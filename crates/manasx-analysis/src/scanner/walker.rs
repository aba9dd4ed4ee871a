//! Stack-based directory walker.
//!
//! Depth-first with an explicit stack so memory stays bounded by the number
//! of pending directories, not the depth of recursion. Entries are visited
//! in name order, symlinks are never followed.

use std::path::{Component, Path, PathBuf};
use std::time::Instant;

use manasx_core::errors::ScanError;

use super::types::{WalkOptions, WalkOutcome};

/// Walk `root` and collect every file that passes `options`.
///
/// A root that is missing or unreadable is an error. An unreadable
/// subdirectory is recorded in `skipped_dirs` and the walk continues.
pub fn walk(root: &Path, options: &WalkOptions) -> Result<WalkOutcome, ScanError> {
    let start = Instant::now();
    if !root.is_dir() {
        return Err(ScanError::NotADirectory {
            path: root.to_path_buf(),
        });
    }

    let mut outcome = WalkOutcome::default();
    let mut stack: Vec<PathBuf> = vec![root.to_path_buf()];

    'walk: while let Some(dir) = stack.pop() {
        let mut entries = match std::fs::read_dir(&dir) {
            Ok(rd) => rd.filter_map(Result::ok).collect::<Vec<_>>(),
            Err(e) if dir == root => {
                return Err(ScanError::IoError {
                    path: dir,
                    source: e,
                });
            }
            Err(e) => {
                tracing::warn!(dir = %dir.display(), error = %e, "skipping unreadable directory");
                outcome.errors.push(format!("{}: {e}", dir.display()));
                outcome.skipped_dirs.push(dir);
                continue;
            }
        };
        entries.sort_by_key(|e| e.file_name());

        let mut subdirs = Vec::new();
        for entry in entries {
            let file_type = match entry.file_type() {
                Ok(ft) => ft,
                Err(e) => {
                    outcome.errors.push(format!("{}: {e}", entry.path().display()));
                    continue;
                }
            };
            if file_type.is_symlink() {
                continue;
            }
            let name = entry.file_name();
            let name = name.to_string_lossy();
            if file_type.is_dir() {
                if !options.ignored_dirs.iter().any(|d| d == name.as_ref()) {
                    subdirs.push(entry.path());
                }
                continue;
            }
            if !file_type.is_file() {
                continue;
            }
            let path = entry.path();
            if !has_allowed_extension(&path, &options.extensions) {
                continue;
            }
            if let Some(max) = options.max_files {
                if outcome.files.len() >= max {
                    outcome.truncated = true;
                    break 'walk;
                }
            }
            outcome.files.push(path);
        }

        // Reverse so the alphabetically first subdirectory is popped next.
        stack.extend(subdirs.into_iter().rev());
    }

    tracing::debug!(
        root = %root.display(),
        files = outcome.files.len(),
        skipped_dirs = outcome.skipped_dirs.len(),
        walk_duration = start.elapsed().as_millis() as u64,
        "walk complete"
    );
    Ok(outcome)
}

/// True when `path`'s extension is in `extensions` (case-insensitive).
/// An empty allow-list accepts everything.
pub fn has_allowed_extension(path: &Path, extensions: &[String]) -> bool {
    if extensions.is_empty() {
        return true;
    }
    match path.extension().and_then(|e| e.to_str()) {
        Some(ext) => extensions.iter().any(|allowed| allowed.eq_ignore_ascii_case(ext)),
        None => false,
    }
}

/// `path` relative to `root` with forward slashes. Falls back to the path
/// itself when it is not under `root`.
pub fn relative_path(root: &Path, path: &Path) -> String {
    let rel = path.strip_prefix(root).unwrap_or(path);
    let parts: Vec<String> = rel
        .components()
        .filter_map(|c| match c {
            Component::Normal(s) => Some(s.to_string_lossy().into_owned()),
            _ => None,
        })
        .collect();
    parts.join("/")
}

#[cfg(test)]
mod tests {
    use super::*;

    #[test]
    fn extension_filter_is_case_insensitive() {
        let exts = vec!["js".to_string(), "ts".to_string()];
        assert!(has_allowed_extension(Path::new("a/B.JS"), &exts));
        assert!(!has_allowed_extension(Path::new("a/b.css"), &exts));
        assert!(!has_allowed_extension(Path::new("Makefile"), &exts));
        assert!(has_allowed_extension(Path::new("Makefile"), &[]));
    }

    #[test]
    fn relative_path_uses_forward_slashes() {
        let root = Path::new("/repo");
        assert_eq!(
            relative_path(root, &root.join("src").join("app.js")),
            "src/app.js"
        );
        assert_eq!(relative_path(root, Path::new("lib/x.js")), "lib/x.js");
    }
}
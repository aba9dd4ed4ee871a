//! Violation severity.

use std::fmt;

use serde::{Deserialize, Serialize};

/// Severity levels for violations, most severe first.
///
/// Serialized as lowercase strings. Any unrecognized string deserializes
/// to `Info` so that foreign or hand-edited data never breaks scoring.
#[derive(Debug, Clone, Copy, PartialEq, Eq, PartialOrd, Ord, Hash, Serialize, Deserialize)]
#[serde(from = "String", into = "String")]
pub enum Severity {
    Critical,
    High,
    Medium,
    Low,
    Info,
}

impl Severity {
    /// All severities in descending order.
    pub const ALL: [Severity; 5] = [
        Severity::Critical,
        Severity::High,
        Severity::Medium,
        Severity::Low,
        Severity::Info,
    ];

    /// Penalty points against the 100-point compliance score.
    /// critical=10, high=5, medium=3, low=1, info=0.5, doubled.
    pub fn penalty(&self) -> u32 {
        match self {
            Self::Critical => 20,
            Self::High => 10,
            Self::Medium => 6,
            Self::Low => 2,
            Self::Info => 1,
        }
    }

    pub fn as_str(&self) -> &'static str {
        match self {
            Self::Critical => "critical",
            Self::High => "high",
            Self::Medium => "medium",
            Self::Low => "low",
            Self::Info => "info",
        }
    }

    /// Parse a severity label, case-insensitively. Unknown labels map to `Info`.
    pub fn parse_lenient(label: &str) -> Self {
        match label.trim().to_ascii_lowercase().as_str() {
            "critical" => Self::Critical,
            "high" => Self::High,
            "medium" => Self::Medium,
            "low" => Self::Low,
            _ => Self::Info,
        }
    }
}

impl From<String> for Severity {
    fn from(value: String) -> Self {
        Self::parse_lenient(&value)
    }
}

impl From<Severity> for String {
    fn from(value: Severity) -> Self {
        value.as_str().to_string()
    }
}

impl fmt::Display for Severity {
    fn fmt(&self, f: &mut fmt::Formatter<'_>) -> fmt::Result {
        f.write_str(self.as_str())
    }
}

#[cfg(test)]
mod tests {
    use super::*;

    #[test]
    fn unknown_label_is_info() {
        let sev: Severity = serde_json::from_str("\"blocker\"").unwrap();
        assert_eq!(sev, Severity::Info);
        assert_eq!(Severity::parse_lenient("HIGH"), Severity::High);
    }

    #[test]
    fn penalties_descend_with_severity() {
        for pair in Severity::ALL.windows(2) {
            assert!(pair[0].penalty() > pair[1].penalty());
        }
    }
}
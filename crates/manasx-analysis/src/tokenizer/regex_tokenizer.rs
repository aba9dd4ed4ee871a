//! Regex-backed `LexicalTokenizer`.

use manasx_core::types::profile::ExportStyle;
use manasx_core::types::NamingConvention;

use super::patterns::{self, captures};
use super::types::{CommentStats, DeclKind, Declaration, ImportRef};
use super::LexicalTokenizer;

/// Default tokenizer for JavaScript and TypeScript sources.
#[derive(Debug, Clone, Copy, Default)]
pub struct RegexTokenizer;

impl RegexTokenizer {
    pub fn new() -> Self {
        Self
    }
}

impl LexicalTokenizer for RegexTokenizer {
    fn declarations(&self, content: &str) -> Vec<Declaration> {
        let mut decls = Vec::new();

        for caps in captures(&patterns::RE_BINDING, content) {
            let (Some(keyword), Some(name)) = (caps.get(1), caps.get(2)) else {
                continue;
            };
            let kind = if caps.get(3).is_some() {
                DeclKind::Function
            } else if keyword.as_str() == "const"
                && NamingConvention::classify(name.as_str()) == NamingConvention::UpperCase
            {
                DeclKind::Constant
            } else {
                DeclKind::Variable
            };
            decls.push(Declaration {
                kind,
                name: name.as_str().to_string(),
                offset: name.start(),
            });
        }

        for caps in captures(&patterns::RE_FUNCTION, content) {
            if let Some(name) = caps.get(1) {
                decls.push(Declaration {
                    kind: DeclKind::Function,
                    name: name.as_str().to_string(),
                    offset: name.start(),
                });
            }
        }

        decls.sort_by_key(|d| d.offset);
        decls
    }

    fn imports(&self, content: &str) -> Vec<ImportRef> {
        let mut imports: Vec<ImportRef> = [
            &patterns::RE_ES_IMPORT,
            &patterns::RE_REQUIRE,
            &patterns::RE_DYNAMIC_IMPORT,
        ]
        .into_iter()
        .flat_map(|re| {
            captures(re, content).filter_map(|caps| {
                let whole = caps.get(0)?;
                let source = caps.get(1)?;
                // The ES pattern may consume leading whitespace; point at the keyword.
                let lead = whole.as_str().len() - whole.as_str().trim_start().len();
                Some(ImportRef {
                    source: source.as_str().to_string(),
                    offset: whole.start() + lead,
                })
            })
        })
        .collect();
        imports.sort_by_key(|i| i.offset);
        imports.dedup_by(|a, b| a.offset == b.offset && a.source == b.source);
        imports
    }

    fn export_style(&self, content: &str) -> Option<ExportStyle> {
        let named = patterns::is_match(&patterns::RE_NAMED_EXPORT, content);
        let default = patterns::is_match(&patterns::RE_DEFAULT_EXPORT, content);
        match (named, default) {
            (true, true) => Some(ExportStyle::Mixed),
            (true, false) => Some(ExportStyle::Named),
            (false, true) => Some(ExportStyle::Default),
            (false, false) => None,
        }
    }

    fn comments(&self, content: &str) -> CommentStats {
        let mut stats = CommentStats::default();
        let mut in_block = false;

        for line in content.lines() {
            stats.total_lines += 1;
            let trimmed = line.trim();
            if trimmed.is_empty() {
                continue;
            }
            stats.non_empty_lines += 1;

            if in_block {
                stats.comment_lines += 1;
                if trimmed.contains("*/") {
                    in_block = false;
                }
                continue;
            }

            if trimmed.starts_with("//") {
                stats.single_line += 1;
                stats.comment_lines += 1;
            } else if trimmed.starts_with("/*") {
                if trimmed.starts_with("/**") && !trimmed.starts_with("/**/") {
                    stats.doc += 1;
                } else {
                    stats.multi_line += 1;
                }
                stats.comment_lines += 1;
                if !trimmed[2..].contains("*/") {
                    in_block = true;
                }
            }
        }
        stats
    }
}

#[cfg(test)]
mod tests {
    use super::*;

    #[test]
    fn extracts_declarations_by_kind() {
        let src = r#"
const MAX_RETRIES = 3;
let userName = "x";
var my_var = 1;
const handleClick = (e) => {};
const load = async () => {};
function fetchData(id) {}
"#;
        let decls = RegexTokenizer.declarations(src);
        let summary: Vec<(DeclKind, &str)> =
            decls.iter().map(|d| (d.kind, d.name.as_str())).collect();
        assert_eq!(
            summary,
            vec![
                (DeclKind::Constant, "MAX_RETRIES"),
                (DeclKind::Variable, "userName"),
                (DeclKind::Variable, "my_var"),
                (DeclKind::Function, "handleClick"),
                (DeclKind::Function, "load"),
                (DeclKind::Function, "fetchData"),
            ]
        );
        assert_eq!(&src[decls[2].offset..decls[2].offset + 6], "my_var");
    }

    #[test]
    fn extracts_all_import_forms() {
        let src = r#"import React from 'react';
import { a, b } from "./util.js";
import './styles.css';
const fs = require('fs');
const lazy = import('../lazy');
"#;
        let sources: Vec<String> = RegexTokenizer
            .imports(src)
            .into_iter()
            .map(|i| i.source)
            .collect();
        assert_eq!(
            sources,
            vec!["react", "./util.js", "./styles.css", "fs", "../lazy"]
        );
    }

    #[test]
    fn classifies_export_style() {
        assert_eq!(
            RegexTokenizer.export_style("export const a = 1;"),
            Some(ExportStyle::Named)
        );
        assert_eq!(
            RegexTokenizer.export_style("export default App;"),
            Some(ExportStyle::Default)
        );
        assert_eq!(
            RegexTokenizer.export_style("export function a() {}\nexport default a;"),
            Some(ExportStyle::Mixed)
        );
        assert_eq!(
            RegexTokenizer.export_style("module.exports = { a };"),
            Some(ExportStyle::Default)
        );
        assert_eq!(RegexTokenizer.export_style("const a = 1;"), None);
    }

    #[test]
    fn counts_comment_lines_and_styles() {
        let src = "/**\n * Docs.\n */\nfunction a() {}\n// note\n/* block */\nconst b = 1;\n";
        let stats = RegexTokenizer.comments(src);
        assert_eq!(stats.doc, 1);
        assert_eq!(stats.single_line, 1);
        assert_eq!(stats.multi_line, 1);
        assert_eq!(stats.comment_lines, 5);
        assert_eq!(stats.total_lines, 7);
    }
}
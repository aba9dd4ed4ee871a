//! Shared constants for the ManasX governance engine.

/// ManasX version string.
pub const VERSION: &str = env!("CARGO_PKG_VERSION");

/// Default rule configuration file name, discovered by upward search.
pub const DEFAULT_RULES_FILE: &str = "manasx-rules.json";

/// Default pattern profile file name, relative to the project root.
pub const DEFAULT_PROFILE_FILE: &str = "manasx-patterns.json";

/// Project-level engine configuration file.
pub const PROJECT_CONFIG_FILE: &str = "manasx.toml";

/// Default maximum number of files the learner analyzes.
pub const DEFAULT_MAX_FILES: usize = 1000;

/// Default extension allow-list for learning and monitoring.
pub const DEFAULT_EXTENSIONS: &[&str] = &["js", "jsx", "ts", "tsx", "mjs", "cjs"];

/// Directory names skipped during every walk.
pub const DEFAULT_IGNORED_DIRS: &[&str] = &[
    "node_modules",
    ".git",
    "dist",
    "build",
    "coverage",
    ".next",
    ".nuxt",
    "out",
    "target",
    "vendor",
    "__pycache__",
    ".venv",
    ".manasx",
];

/// Default debounce window in milliseconds.
pub const DEFAULT_DEBOUNCE_MS: u64 = 1000;

/// Default polling interval of the file watcher in milliseconds.
pub const DEFAULT_POLL_INTERVAL_MS: u64 = 500;

/// Default timeout for one external classifier call in milliseconds.
pub const DEFAULT_CLASSIFIER_TIMEOUT_MS: u64 = 30_000;

/// Default log directory, relative to the project root.
pub const DEFAULT_LOG_DIR: &str = ".manasx/logs";

/// Default size cap of a single log file before rotation (10MB).
pub const DEFAULT_MAX_LOG_SIZE: u64 = 10 * 1024 * 1024;

/// Default number of recent analyzed-file entries in the organizational context.
pub const DEFAULT_RECENT_ENTRIES: usize = 10;

/// Default compliance threshold below which a file counts as drifted.
pub const DEFAULT_DRIFT_THRESHOLD: u32 = 80;

/// Default number of context lines attached to each drift violation.
pub const DEFAULT_CONTEXT_SIZE: usize = 2;

/// Modules whose import always counts as drift.
pub const DEFAULT_BLOCKED_MODULES: &[&str] = &["eval", "vm", "child_process"];

/// Default wrapper that replaces raw `fetch(` calls.
pub const DEFAULT_FETCH_WRAPPER: &str = "companyFetch";

/// Learner confidence thresholds on total files analyzed.
pub const CONFIDENCE_MEDIUM_MIN_FILES: usize = 10;
pub const CONFIDENCE_HIGH_MIN_FILES: usize = 50;

/// Maximum entries kept in the `popularLibraries` and `commonFolders` lists.
pub const TOP_N_RECOMMENDATIONS: usize = 10;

YOUR OBJECTIVE: Repeat exactly the lines of the listing above, from the one with "return true;" down to the one with "let rel = path.strip_prefix(root).unwrap_or(path);"; both of those lines belong in the range.

SOLUTION TO THE EXERCISE:
        return true;
    }
    match path.extension().and_then(|e| e.to_str()) {
        Some(ext) => extensions.iter().any(|allowed| allowed.eq_ignore_ascii_case(ext)),
        None => false,
    }
}

/// `path` relative to `root` with forward slashes. Falls back to the path
/// itself when it is not under `root`.
pub fn relative_path(root: &Path, path: &Path) -> String {
    let rel = path.strip_prefix(root).unwrap_or(path);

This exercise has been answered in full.